In recent years, BBSRC and other funders of research have often been asked to highlight how many patents have been filed as a result of investments in research. This is often used as a proxy to understand the ‘innovation potential’ of an area of science. However, for a Research Council like BBSRC that invests in areas as diverse as plant science, microbes, biotechnology, agriculture and human behaviour, patent filing is not always the primary way to realise impact. In some case it is essential, but that the truth is that in many cases, patenting is mainly a business activity and that university patenting is only a precursor to that activity.

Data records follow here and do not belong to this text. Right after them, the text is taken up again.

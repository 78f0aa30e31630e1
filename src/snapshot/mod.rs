//! Remote snapshot reader.
//!
//! Presents the user's followed artists, saved albums and saved tracks as lazy
//! sequences of catalog-shaped records, hiding pagination, page retries and
//! the genre backfill for owning artists.

pub mod normalize;
mod reader;

pub use reader::{ReaderSettings, SnapshotReader, SnapshotStream};

use serde::Serialize;
use std::fmt;
use thiserror::Error;

use crate::catalog_store::{Album, Artist, EntityKind, Track};
use crate::remote::RemoteError;

/// A single record that could not be turned into a catalog entity, or could
/// not be written. Never aborts a pass.
#[derive(Debug, Clone, PartialEq, Eq, Serialize)]
pub struct ItemFailure {
    pub kind: EntityKind,
    /// Known unless the remote record had no id at all.
    pub id: Option<String>,
    pub reason: String,
}

impl ItemFailure {
    pub fn new(kind: EntityKind, id: Option<String>, reason: impl Into<String>) -> Self {
        ItemFailure {
            kind,
            id,
            reason: reason.into(),
        }
    }
}

impl fmt::Display for ItemFailure {
    fn fmt(&self, f: &mut fmt::Formatter<'_>) -> fmt::Result {
        match &self.id {
            Some(id) => write!(f, "{} {}: {}", self.kind, id, self.reason),
            None => write!(f, "{} without id: {}", self.kind, self.reason),
        }
    }
}

#[derive(Debug, Clone, PartialEq, Error)]
pub enum SnapshotError {
    /// Only this record is lost; the stream continues.
    #[error("Skipped {0}")]
    Item(ItemFailure),

    /// The collection cannot be read any further; the stream ends.
    #[error(transparent)]
    Remote(#[from] RemoteError),
}

/// A saved album with the full record of its owning artist.
#[derive(Debug, Clone, PartialEq, Eq)]
pub struct AlbumRecord {
    pub album: Album,
    pub artist: Artist,
}

/// A saved track with the full record of its owning artist.
#[derive(Debug, Clone, PartialEq, Eq)]
pub struct TrackRecord {
    pub track: Track,
    pub artist: Artist,
}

So what does the data say?
We looked at the 387 spin-out companies created from BBSRC investments in research and the IPO identified 130 companies which had at least one patent published. Not surprisingly, most spinout companies (210 of them in fact) operate in the pharmaceutical and medical biotechnology sector. And these spinout companies were also the one with the most patents (82 companies with 1776 patents published between them). This finding supports the sector and business model argument, i.e. that patenting is most used in this sector since it is integral to the business model of early-stage companies with a long lead time to market and in need of investments. However, while on average spinout companies in the pharmaceutical and medical biotechnology sector have an average of 22 patents published, the distribution is highly skewed: of the 130 spinout companies studied, 71 have only a small portfolio of patents (5 or fewer) but 23 spinout companies have a portfolio of more than 20 published patents and 11 spinout companies have at least 50 patents published. This supports the argument that patenting is a business decision, and while the initial filing of a patent might have been done by a university, it is businesses that then build on this to protect their commercial interest by using the patenting system. For the 130 spinout companies identified by the IPO, only 50 companies had their initial patent filed by the university prior to the incorporation of a company.

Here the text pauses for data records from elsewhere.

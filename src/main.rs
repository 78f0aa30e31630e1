use anyhow::{anyhow, bail, Context, Result};
use clap::{Parser, Subcommand, ValueEnum};
use serde::Serialize;
use std::path::PathBuf;
use std::sync::Arc;
use tracing::{info, level_filters::LevelFilter, warn};
use tracing_subscriber::{layer::SubscriberExt, util::SubscriberInitExt, EnvFilter};

use spotify_manager::catalog_store::{CatalogStore, EntityKind, ItemFilter, SqliteCatalogStore};
use spotify_manager::config::{AppConfig, CliConfig, FileConfig};
use spotify_manager::library::LibraryManager;
use spotify_manager::reconcile::{PassReport, Reconciler};
use spotify_manager::remote::{
    AppSession, SpotifyApi, SpotifyClient, SpotifyToken, TokenStore, UserSession,
};
use spotify_manager::snapshot::SnapshotReader;
use spotify_manager::transfer;

fn parse_path(s: &str) -> Result<PathBuf> {
    let original_path = PathBuf::from(s);
    if original_path.is_absolute() {
        return Ok(original_path);
    }
    let cwd = std::env::current_dir()?;
    Ok(cwd.join(original_path))
}

#[derive(Parser, Debug)]
#[command(
    name = "spotify-manager",
    version = concat!(env!("CARGO_PKG_VERSION"), "-", env!("GIT_HASH")),
    about = "Keeps a local catalog of your Spotify library"
)]
struct CliArgs {
    /// Path to the SQLite catalog database file.
    #[clap(long, global = true, value_parser = parse_path)]
    pub db: Option<PathBuf>,

    /// Path to a TOML config file. Its values override the command line.
    #[clap(long, global = true, value_parser = parse_path)]
    pub config: Option<PathBuf>,

    /// Where the Spotify user token is stored.
    #[clap(long, global = true, value_parser = parse_path)]
    pub token_path: Option<PathBuf>,

    #[clap(long, global = true, env = "SPOTIFY_CLIENT_ID", hide_env_values = true)]
    pub client_id: Option<String>,

    #[clap(long, global = true, env = "SPOTIFY_CLIENT_SECRET", hide_env_values = true)]
    pub client_secret: Option<String>,

    /// Print results as JSON.
    #[clap(long, global = true)]
    pub json: bool,

    #[command(subcommand)]
    command: Command,
}

#[derive(Subcommand, Debug)]
enum Command {
    /// Adds an artist, album or track from its open.spotify.com link.
    Add { url: String },

    /// Deletes one item from the catalog and from the Spotify library.
    Delete { kind: KindArg, id: String },

    /// Lists the catalog.
    List {
        #[clap(default_value = "all")]
        what: ListTarget,
    },

    /// Reconciles the catalog with the Spotify library.
    Sync {
        #[clap(default_value = "all")]
        what: SyncTarget,
    },

    /// Removes artists that own nothing and unused genres.
    Cleanup,

    /// Writes every table to a text file.
    Export { file: PathBuf },

    /// Upserts the rows of a file written by `export`.
    Import { file: PathBuf },

    /// Writes a copy of the database file.
    Backup { file: PathBuf },

    /// Manages the stored Spotify user token.
    Token {
        #[command(subcommand)]
        command: TokenCommand,
    },
}

#[derive(Subcommand, Debug)]
enum TokenCommand {
    /// Stores a refresh token; the access token is obtained on first use.
    Set {
        #[clap(long)]
        refresh_token: String,
    },

    /// Shows whether a token is stored and when it expires.
    Status,
}

#[derive(ValueEnum, Clone, Copy, Debug)]
enum KindArg {
    Artist,
    Album,
    Track,
}

impl From<KindArg> for EntityKind {
    fn from(kind: KindArg) -> Self {
        match kind {
            KindArg::Artist => EntityKind::Artist,
            KindArg::Album => EntityKind::Album,
            KindArg::Track => EntityKind::Track,
        }
    }
}

#[derive(ValueEnum, Clone, Copy, Debug)]
enum ListTarget {
    All,
    Albums,
    Tracks,
    Artists,
    Genres,
}

#[derive(ValueEnum, Clone, Copy, Debug)]
enum SyncTarget {
    All,
    Artists,
    Albums,
    Tracks,
}

fn main() -> Result<()> {
    let cli_args = CliArgs::parse();

    tracing_subscriber::registry()
        .with(tracing_subscriber::fmt::layer().with_writer(std::io::stderr))
        .with(
            EnvFilter::builder()
                .with_default_directive(LevelFilter::INFO.into())
                .with_env_var("LOG_LEVEL")
                .from_env_lossy(),
        )
        .try_init()
        .context("Failed to install the log subscriber")?;

    let file_config = match &cli_args.config {
        Some(path) => {
            info!("Loading config from {:?}", path);
            Some(FileConfig::load(path)?)
        }
        None => None,
    };
    let cli_config = CliConfig {
        db_path: cli_args.db.clone(),
        token_path: cli_args.token_path.clone(),
        client_id: cli_args.client_id.clone(),
        client_secret: cli_args.client_secret.clone(),
        ..Default::default()
    };
    let config = AppConfig::resolve(&cli_config, file_config)?;

    let app = App {
        config,
        json: cli_args.json,
    };
    app.run(cli_args.command)
}

struct App {
    config: AppConfig,
    json: bool,
}

impl App {
    fn run(&self, command: Command) -> Result<()> {
        match command {
            Command::Add { url } => {
                let added = self.library_manager()?.add_from_url(&url)?;
                self.print(&added, || {
                    let remote = if added.mirrored { ", saved in Spotify" } else { "" };
                    println!("Added {} '{}' ({}){}", added.kind, added.name, added.id, remote);
                })
            }
            Command::Delete { kind, id } => {
                let kind = EntityKind::from(kind);
                let mut manager = LibraryManager::new(self.open_store()?);
                if let Some(user) = self.user_api()? {
                    manager = manager.with_user(user);
                }
                let deleted = manager.delete(kind, &id)?;
                if !deleted {
                    bail!("{} {} is not in the catalog", kind, id);
                }
                self.print(&id, || println!("Deleted {} {}", kind, id))
            }
            Command::List { what } => self.list(what),
            Command::Sync { what } => self.sync(what),
            Command::Cleanup => {
                let report = LibraryManager::new(self.open_store()?).cleanup()?;
                self.print(&report, || {
                    println!(
                        "Removed {} artists and {} genres",
                        report.artists_removed, report.genres_removed
                    )
                })
            }
            Command::Export { file } => {
                let store = self.open_store()?;
                let report = transfer::export_to_path(store.as_ref(), &file)
                    .with_context(|| format!("Export to {:?} failed", file))?;
                self.print(&report, || {
                    for (table, rows) in &report.rows {
                        println!("{}\t{}", table, rows);
                    }
                })
            }
            Command::Import { file } => {
                let store = self.open_store()?;
                let report = transfer::import_from_path(store.as_ref(), &file)
                    .with_context(|| format!("Import from {:?} failed", file))?;
                self.print(&report, || {
                    println!(
                        "Applied {} rows from {} tables, {} rejected",
                        report.applied,
                        report.blocks,
                        report.failed.len()
                    );
                    for failure in &report.failed {
                        println!("  [{}] line {}: {}", failure.table, failure.line, failure.reason);
                    }
                })
            }
            Command::Backup { file } => {
                let store = self.open_store()?;
                store.backup_to(&file)?;
                self.print(&file, || println!("Database copied to {:?}", file))
            }
            Command::Token { command } => self.token(command),
        }
    }

    fn print<T: Serialize>(&self, value: &T, text: impl FnOnce()) -> Result<()> {
        if self.json {
            println!("{}", serde_json::to_string_pretty(value)?);
        } else {
            text();
        }
        Ok(())
    }

    fn open_store(&self) -> Result<Arc<dyn CatalogStore>> {
        info!("Opening SQLite catalog database at {:?}...", self.config.db_path);
        let store = SqliteCatalogStore::new(&self.config.db_path)
            .with_context(|| format!("Failed to open {:?}", self.config.db_path))?;
        Ok(Arc::new(store))
    }

    /// Client acting as the signed-in user, `None` when no token is stored.
    fn user_api(&self) -> Result<Option<Arc<dyn SpotifyApi>>> {
        let Some(session) = UserSession::open(self.config.session_settings())? else {
            return Ok(None);
        };
        let client = SpotifyClient::new(&self.config.client_settings(), Arc::new(session))?;
        Ok(Some(Arc::new(client)))
    }

    fn library_manager(&self) -> Result<LibraryManager> {
        let user = self.user_api()?;
        let lookup: Arc<dyn SpotifyApi> = if self.config.has_client_credentials() {
            let session = AppSession::new(self.config.session_settings())?;
            Arc::new(SpotifyClient::new(
                &self.config.client_settings(),
                Arc::new(session),
            )?)
        } else if let Some(user) = &user {
            user.clone()
        } else {
            bail!("Set SPOTIFY_CLIENT_ID and SPOTIFY_CLIENT_SECRET, or sign in with `token set`");
        };

        let manager = LibraryManager::new(self.open_store()?).with_lookup(lookup);
        Ok(match user {
            Some(user) => manager.with_user(user),
            None => manager,
        })
    }

    fn list(&self, what: ListTarget) -> Result<()> {
        let store = self.open_store()?;
        match what {
            ListTarget::Artists => {
                let artists = store.list_artists()?;
                self.print(&artists, || {
                    for artist in &artists {
                        println!("{}\t{}\t{}", artist.id, artist.name, artist.genres.join(", "));
                    }
                })
            }
            ListTarget::Genres => {
                let genres = store.list_genres()?;
                self.print(&genres, || {
                    for genre in &genres {
                        println!("{}", genre.name);
                    }
                })
            }
            ListTarget::All | ListTarget::Albums | ListTarget::Tracks => {
                let filter = match what {
                    ListTarget::Albums => ItemFilter::Albums,
                    ListTarget::Tracks => ItemFilter::Tracks,
                    _ => ItemFilter::All,
                };
                let items = store.list_all(filter)?;
                self.print(&items, || {
                    for item in &items {
                        println!(
                            "{}\t{}\t{}\t{}\t{}\t{}",
                            item.kind,
                            item.artist_name,
                            item.release_year,
                            item.name,
                            item.genres.join(", "),
                            item.url
                        );
                    }
                })
            }
        }
    }

    fn sync(&self, what: SyncTarget) -> Result<()> {
        let Some(api) = self.user_api()? else {
            bail!(
                "Not signed in to Spotify: store a refresh token with `spotify-manager token set`"
            );
        };
        let reconciler = Reconciler::new(
            self.open_store()?,
            SnapshotReader::new(api, self.config.reader_settings()),
        );

        let kind = match what {
            SyncTarget::Artists => EntityKind::Artist,
            SyncTarget::Albums => EntityKind::Album,
            SyncTarget::Tracks => EntityKind::Track,
            SyncTarget::All => {
                let report = reconciler.sync_all();
                let passes: Vec<&PassReport> = report.passes().collect();
                self.print(&passes, || passes.iter().for_each(|p| print_pass(p)))?;
                return match report.failure {
                    Some((kind, e)) => Err(anyhow!("{} sync failed: {}", kind, e)),
                    None => Ok(()),
                };
            }
        };
        let report = reconciler.sync(kind)?;
        self.print(&report, || print_pass(&report))
    }

    fn token(&self, command: TokenCommand) -> Result<()> {
        let store = TokenStore::new(&self.config.token_path);
        match command {
            TokenCommand::Set { refresh_token } => {
                let refresh_token = refresh_token.trim().to_string();
                if refresh_token.is_empty() {
                    bail!("The refresh token is empty");
                }
                store.save(&SpotifyToken::from_refresh_token(refresh_token))?;
                if !self.config.has_client_credentials() {
                    warn!("No client credentials configured, the token cannot be refreshed yet");
                }
                println!("Token stored in {:?}", store.path());
                Ok(())
            }
            TokenCommand::Status => match store.load()? {
                None => {
                    println!("Not signed in ({:?} does not exist)", store.path());
                    Ok(())
                }
                Some(token) if token.is_expired() => {
                    println!("Signed in, access token expired: it is refreshed on next use");
                    Ok(())
                }
                Some(token) => {
                    println!("Signed in, access token valid until {}", token.expires_at);
                    Ok(())
                }
            },
        }
    }
}

fn print_pass(report: &PassReport) {
    println!(
        "{}: {} remote, {} added, {} removed, {} kept, {} failed",
        report.kind,
        report.remote_total,
        report.added,
        report.removed,
        report.retained,
        report.failures.len()
    );
    for failure in &report.failures {
        println!("  {}", failure);
    }
}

So, what does all this tell us?
Well, firstly, it confirms that patenting is important for some businesses, but that it is also more specific to certain sectors such as pharmaceutical and medical technologies. It also confirms that it is mainly a company activity and that patenting by universities is a precursor to the development of a technology.
Secondly, it tells us that in the biosciences you can measure the number of patents published if you wish, but by doing so you will be measuring the ‘innovation potential’ of the pharmaceutical and medical biotechnology sector. This is valuable, but grossly under-represents all the other outputs of research in the other sectors bioscience underpins.